From: Sasha Levin <sashal@kernel.org>
To: linux-kernel@vger.kernel.org, stable@vger.kernel.org
Cc: Martin Wilck <martin.wilck@suse.com>,
Rajashekhar M A <rajs@netapp.com>, Hannes Reinecke <hare@suse.de>,
Damien Le Moal <dlemoal@kernel.org>,
Christoph Hellwig <hch@lst.de>,
Mike Christie <michael.christie@oracle.com>,
"Martin K . Petersen" <martin.petersen@oracle.com>,
Sasha Levin <sashal@kernel.org>,
James.Bottomley@HansenPartnership.com,
linux-scsi@vger.kernel.org
Subject: [PATCH AUTOSEL 6.9 01/44] scsi: core: alua: I/O errors for ALUA state transitions
Date: Mon, 17 Jun 2024 09:19:14 -0400 [thread overview]
Message-ID: <20240617132046.2587008-1-sashal@kernel.org> (raw)
From: Martin Wilck <martin.wilck@suse.com>
[ Upstream commit 10157b1fc1a762293381e9145041253420dfc6ad ]

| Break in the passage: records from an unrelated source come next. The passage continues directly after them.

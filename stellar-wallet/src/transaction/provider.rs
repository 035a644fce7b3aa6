//! Horizon REST client

use std::time::Duration;

use futures::future::join_all;
use reqwest::StatusCode;
use serde::de::DeserializeOwned;
use tracing::{debug, info, warn};

use crate::error::{Error, Result};
use super::network::{PUBLIC_NETWORK_PASSPHRASE, TESTNET_NETWORK_PASSPHRASE};
use super::types::{
    summarize_transaction, AccountBalance, FeeParams, HorizonAccount, HorizonError,
    HorizonFeeStats, HorizonOperation, HorizonPage, HorizonTransaction, StringOrNumber,
    SubmitResult, TransactionPage, TransactionQuery, TransactionRecord, DEFAULT_BASE_FEE,
};

/// Public network Horizon
pub const PUBLIC_HORIZON_URL: &str = "https://horizon.stellar.org";

/// SDF testnet Horizon
pub const TESTNET_HORIZON_URL: &str = "https://horizon-testnet.stellar.org";

const ACCOUNT_NOT_FOUND: &str = "Account not found. The account may not be funded yet.";

/// Horizon client configuration
#[derive(Debug, Clone, PartialEq, Eq)]
pub struct HorizonConfig {
    /// Horizon base URL, without trailing slash
    pub url: String,
    /// Request timeout in seconds
    pub timeout_secs: u64,
    /// Passphrase of the network this Horizon serves
    pub network_passphrase: String,
}

impl Default for HorizonConfig {
    fn default() -> Self {
        Self {
            url: PUBLIC_HORIZON_URL.to_string(),
            timeout_secs: 30,
            network_passphrase: PUBLIC_NETWORK_PASSPHRASE.to_string(),
        }
    }
}

impl HorizonConfig {
    /// SDF testnet
    pub fn testnet() -> Self {
        Self {
            url: TESTNET_HORIZON_URL.to_string(),
            network_passphrase: TESTNET_NETWORK_PASSPHRASE.to_string(),
            ..Self::default()
        }
    }
}

/// Client for one Horizon instance
pub struct HorizonClient {
    config: HorizonConfig,
    client: reqwest::Client,
}

impl HorizonClient {
    /// Create a new client
    pub fn new(config: HorizonConfig) -> Result<Self> {
        let client = reqwest::Client::builder()
            .timeout(Duration::from_secs(config.timeout_secs))
            .build()
            .map_err(|e| Error::Provider(format!("Failed to build HTTP client: {}", e)))?;

        Ok(Self { config, client })
    }

    pub fn config(&self) -> &HorizonConfig {
        &self.config
    }

    fn endpoint(&self, path: &str) -> String {
        format!("{}/{}", self.config.url.trim_end_matches('/'), path)
    }

    /// GET a Horizon resource; 404 becomes `NotFound(not_found)`
    async fn get_json<T: DeserializeOwned>(
        &self,
        path: &str,
        query: &[(&str, String)],
        not_found: &str,
    ) -> Result<T> {
        let url = self.endpoint(path);
        debug!(%url, "horizon request");

        let response = self
            .client
            .get(&url)
            .query(query)
            .send()
            .await
            .map_err(|e| Error::Provider(format!("Failed to send request: {}", e)))?;

        let status = response.status();
        if status == StatusCode::NOT_FOUND {
            return Err(Error::NotFound(not_found.to_string()));
        }
        if !status.is_success() {
            let body: HorizonError = response.json().await.unwrap_or_default();
            return Err(Error::Provider(format!("Horizon returned {}: {}", status, body.describe())));
        }

        response
            .json()
            .await
            .map_err(|e| Error::Serialization(format!("Failed to parse response: {}", e)))
    }

    /// Native balance and account summary
    pub async fn get_balance(&self, address: &str) -> Result<AccountBalance> {
        info!(%address, "fetching account");
        let account: HorizonAccount = self
            .get_json(&format!("accounts/{}", address), &[], ACCOUNT_NOT_FOUND)
            .await?;
        Ok(account.into())
    }

    /// One page of an account's transactions, summarized from its perspective
    pub async fn get_transactions(
        &self,
        address: &str,
        query: &TransactionQuery,
    ) -> Result<TransactionPage> {
        info!(%address, limit = query.limit, "fetching transactions");

        let mut params = vec![
            ("limit", query.limit.to_string()),
            ("order", if query.descending { "desc" } else { "asc" }.to_string()),
        ];
        if let Some(cursor) = &query.cursor {
            params.push(("cursor", cursor.clone()));
        }

        let page: HorizonPage<HorizonTransaction> = self
            .get_json(&format!("accounts/{}/transactions", address), &params, ACCOUNT_NOT_FOUND)
            .await?;

        let operations = join_all(
            page.embedded
                .records
                .iter()
                .map(|tx| self.get_operations(&tx.hash)),
        )
        .await;

        let records = page
            .embedded
            .records
            .iter()
            .zip(operations)
            .map(|(tx, ops)| {
                let ops = ops.unwrap_or_else(|e| {
                    warn!(hash = %tx.hash, error = %e, "operations unavailable");
                    Vec::new()
                });
                summarize_transaction(tx, &ops, Some(address))
            })
            .collect();

        Ok(TransactionPage::new(records, query.limit))
    }

    /// A single transaction with its operations
    pub async fn get_transaction(&self, hash: &str) -> Result<TransactionRecord> {
        info!(%hash, "fetching transaction");
        let tx: HorizonTransaction = self
            .get_json(&format!("transactions/{}", hash), &[], "Transaction not found")
            .await?;
        let operations = self.get_operations(hash).await?;

        let mut record = summarize_transaction(&tx, &operations, None);
        record.operations = operations;
        Ok(record)
    }

    async fn get_operations(&self, hash: &str) -> Result<Vec<HorizonOperation>> {
        let page: HorizonPage<HorizonOperation> = self
            .get_json(&format!("transactions/{}/operations", hash), &[], "Transaction not found")
            .await?;
        Ok(page.embedded.records)
    }

    /// Base fee and network passphrase for building a transaction
    pub async fn get_fee_params(&self) -> Result<FeeParams> {
        let base_fee = match self
            .get_json::<HorizonFeeStats>("fee_stats", &[], "Fee stats not found")
            .await
        {
            Ok(stats) => stats
                .last_ledger_base_fee
                .as_ref()
                .and_then(StringOrNumber::as_u64)
                .unwrap_or(DEFAULT_BASE_FEE),
            Err(e) => {
                warn!(error = %e, "fee stats unavailable, using default base fee");
                DEFAULT_BASE_FEE
            }
        };

        Ok(FeeParams {
            base_fee,
            network_passphrase: self.config.network_passphrase.clone(),
        })
    }

    /// Submit a base64 transaction envelope
    pub async fn submit_transaction(&self, envelope_xdr: &str) -> Result<SubmitResult> {
        let url = self.endpoint("transactions");
        info!("submitting transaction");

        let response = self
            .client
            .post(&url)
            .form(&[("tx", envelope_xdr.trim())])
            .send()
            .await
            .map_err(|e| Error::Provider(format!("Failed to send request: {}", e)))?;

        if !response.status().is_success() {
            let body: HorizonError = response.json().await.unwrap_or_default();
            return Err(Error::Provider(body.describe()));
        }

        let result: SubmitResult = response
            .json()
            .await
            .map_err(|e| Error::Serialization(format!("Failed to parse response: {}", e)))?;
        info!(hash = %result.hash, ledger = result.ledger, "transaction submitted");
        Ok(result)
    }
}

#[cfg(test)]
mod tests {
    use super::*;

    #[test]
    fn test_default_config_is_public_network() {
        let config = HorizonConfig::default();
        assert_eq!(config.url, "https://horizon.stellar.org");
        assert_eq!(config.timeout_secs, 30);
        assert_eq!(config.network_passphrase, PUBLIC_NETWORK_PASSPHRASE);
    }

    #[test]
    fn test_testnet_config() {
        let config = HorizonConfig::testnet();
        assert_eq!(config.url, TESTNET_HORIZON_URL);
        assert_eq!(config.network_passphrase, TESTNET_NETWORK_PASSPHRASE);
        assert_eq!(config.timeout_secs, 30);
    }

    #[test]
    fn test_endpoint_joins_without_double_slash() {
        let client = HorizonClient::new(HorizonConfig {
            url: "http://localhost:8000/".to_string(),
            ..HorizonConfig::default()
        })
        .unwrap();
        assert_eq!(client.endpoint("fee_stats"), "http://localhost:8000/fee_stats");
    }
}
//! Error types for feedbrief operations.
//!
//! This module defines the main error type [`FeedbriefError`] which represents
//! everything that can go wrong while loading entries, fetching article pages,
//! and extracting their text.
//!
//! Most of the resolution pipeline is best-effort: [`crate::fetch_full_content`]
//! and [`crate::Resolver::resolve`] swallow these errors and fall back to the
//! content already at hand. The typed errors are still surfaced by the lower
//! level functions so callers can inspect what happened.
//!
//! # Example
//!
//! ```rust
//! use feedbrief_core::{FeedbriefError, extract_main_text, ExtractConfig};
//!
//! let html = "<html><body><article><p>Short</p></article></body></html>";
//! match extract_main_text(html, &ExtractConfig::default()) {
//!     Err(FeedbriefError::ContentTooShort { length, minimum }) => {
//!         assert!(length <= minimum);
//!     }
//!     other => panic!("unexpected: {other:?}"),
//! }
//! ```

use std::path::PathBuf;
use thiserror::Error;

/// Main error type for entry resolution operations.
#[derive(Error, Debug)]
pub enum FeedbriefError {
    /// HTTP request errors from reqwest.
    ///
    /// This variant wraps network errors, DNS failures, connection issues,
    /// and other HTTP-related problems.
    #[cfg(feature = "fetch")]
    #[error("HTTP request failed: {0}")]
    HttpError(#[from] reqwest::Error),

    /// Request timeout.
    ///
    /// Returned when an HTTP request exceeds the configured timeout duration.
    #[error("Request timed out after {timeout} seconds")]
    Timeout { timeout: u64 },

    /// The server answered with a non-success status code.
    #[error("HTTP status {status}")]
    HttpStatus { status: u16 },

    /// Invalid URL provided.
    ///
    /// Returned when a URL cannot be parsed or is not http(s).
    #[error("Invalid URL: {0}")]
    InvalidUrl(String),

    /// HTML parsing errors, usually an invalid CSS selector.
    #[error("Failed to parse HTML: {0}")]
    HtmlParseError(String),

    /// No element of the page could serve as a content region.
    #[error("No content could be extracted from the document")]
    NoContent,

    /// A content region was found but its text is too short to be an article.
    #[error("Extracted content too short ({length} chars, need more than {minimum})")]
    ContentTooShort { length: usize, minimum: usize },

    /// File not found.
    #[error("File not found: {0}")]
    FileNotFound(PathBuf),

    /// File or stream I/O errors.
    #[error("I/O error: {0}")]
    Io(#[from] std::io::Error),

    /// Entry JSON could not be decoded.
    #[error("Invalid entries JSON: {0}")]
    InvalidEntries(#[from] serde_json::Error),
}

/// Result type alias for FeedbriefError.
pub type Result<T> = std::result::Result<T, FeedbriefError>;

When a host is configured with a few LUNs and I/O is running, injecting FC
faults repeatedly leads to path recovery problems. The LUNs have 4 paths
each and 3 of them come back active after say an FC fault which makes 2 of
the paths go down, instead of all 4. This happens after several iterations
of continuous FC faults.
Reason here is that we're returning an I/O error whenever we're
encountering sense code 06/04/0a (LOGICAL UNIT NOT ACCESSIBLE, ASYMMETRIC
ACCESS STATE TRANSITION) instead of retrying.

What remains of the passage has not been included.